Saved entries
══════

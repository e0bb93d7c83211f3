use dioxus::prelude::*;
use folio_core::reveal::Direction;
use folio_core::{ContactState, FormStatus, PROFILE, Submission};
use gloo::timers::future::TimeoutFuture;

use super::shared::{SectionHeader, SocialLinks};
use crate::contact_client;
use crate::hooks::{use_preferences, use_site_config};
use crate::motion::{FadeContent, Magnet};
use crate::platform::{now_ms, open_url};

#[component]
pub fn Contact() -> Element {
    let prefs = use_preferences();
    let t = prefs.read().t();
    let config = use_site_config().contact;
    let mut state = use_signal(ContactState::default);

    let onsubmit = move |e: FormEvent| {
        e.prevent_default();
        let Some(submission) = state.write().submit(&config, prefs.peek().t()) else {
            return;
        };
        match submission {
            Submission::Mailto(link) => open_url(&link),
            Submission::Post { endpoint, payload } => {
                let reset_after = config.success_reset_ms;
                spawn(async move {
                    let result = contact_client::send(&endpoint, &payload).await;
                    state
                        .write()
                        .finish(result, prefs.peek().t(), now_ms(), reset_after);

                    let reset_at = state.peek().reset_at();
                    if let Some(deadline) = reset_at {
                        TimeoutFuture::new(deadline.saturating_sub(now_ms()) as u32).await;
                        state.write().tick(now_ms().max(deadline));
                    }
                });
            }
        }
    };

    let current = state.read();
    let disabled = current.status().inputs_disabled();
    let status = match current.status() {
        FormStatus::Success => rsx! {
            div { class: "contact__status contact__status--success",
                span { "{t.contact.success}" }
            }
        },
        FormStatus::Error(message) => rsx! {
            div { class: "contact__status contact__status--error",
                span { "{message}" }
            }
        },
        FormStatus::Idle | FormStatus::Loading => rsx! {},
    };
    let (name, email, message) = (
        current.form.name.clone(),
        current.form.email.clone(),
        current.form.message.clone(),
    );
    drop(current);

    rsx! {
        section { id: "contact", class: "contact",
            div { class: "section-separator" }
            div { class: "contact__container",
                SectionHeader { class: "contact__header", number: "05", title: t.contact.title }

                div { class: "contact__grid",
                    FadeContent { delay: 200, direction: Direction::Left, blur: true,
                        div { class: "contact__info",
                            h3 { class: "contact__info-title", "{t.contact.talk_title}" }
                            p { class: "contact__info-text", "{t.contact.talk_text}" }

                            div { class: "contact__details",
                                a { class: "contact__detail", href: "mailto:{PROFILE.email}",
                                    span { "{PROFILE.email}" }
                                }
                                div { class: "contact__detail",
                                    span { "{PROFILE.location}" }
                                }
                            }

                            SocialLinks { class: "contact__socials", link_class: "contact__social" }
                        }
                    }

                    FadeContent { delay: 400, direction: Direction::Right, blur: true,
                        form { class: "contact__form", novalidate: true, onsubmit,
                            div { class: "contact__field",
                                label { class: "contact__label", r#for: "name", "{t.contact.name_label}" }
                                input {
                                    id: "name",
                                    class: "contact__input",
                                    r#type: "text",
                                    required: true,
                                    disabled,
                                    value: "{name}",
                                    placeholder: t.contact.name_placeholder,
                                    oninput: move |e| state.write().form.name = e.value(),
                                }
                            }

                            div { class: "contact__field",
                                label { class: "contact__label", r#for: "email", "{t.contact.email_label}" }
                                input {
                                    id: "email",
                                    class: "contact__input",
                                    r#type: "email",
                                    required: true,
                                    disabled,
                                    value: "{email}",
                                    placeholder: t.contact.email_placeholder,
                                    oninput: move |e| state.write().form.email = e.value(),
                                }
                            }

                            div { class: "contact__field",
                                label { class: "contact__label", r#for: "message", "{t.contact.message_label}" }
                                textarea {
                                    id: "message",
                                    class: "contact__input contact__textarea",
                                    required: true,
                                    disabled,
                                    rows: "5",
                                    value: "{message}",
                                    placeholder: t.contact.message_placeholder,
                                    oninput: move |e| state.write().form.message = e.value(),
                                }
                            }

                            {status}

                            Magnet { strength: 0.15,
                                button { class: "contact__submit", r#type: "submit", disabled,
                                    if disabled {
                                        span { class: "contact__spinner" }
                                        span { "{t.contact.sending}" }
                                    } else {
                                        span { "{t.contact.send}" }
                                    }
                                }
                            }
                        }
                    }
                }
            }
        }
    }
}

══════

PROBLEM TO WORK ON: If a line in the entries includes the word "move", copy that line out.

RESPONSE TO THIS TASK:
    let onsubmit = move |e: FormEvent| {
                spawn(async move {
                                    oninput: move |e| state.write().form.name = e.value(),
                                    oninput: move |e| state.write().form.email = e.value(),
                                    oninput: move |e| state.write().form.message = e.value(),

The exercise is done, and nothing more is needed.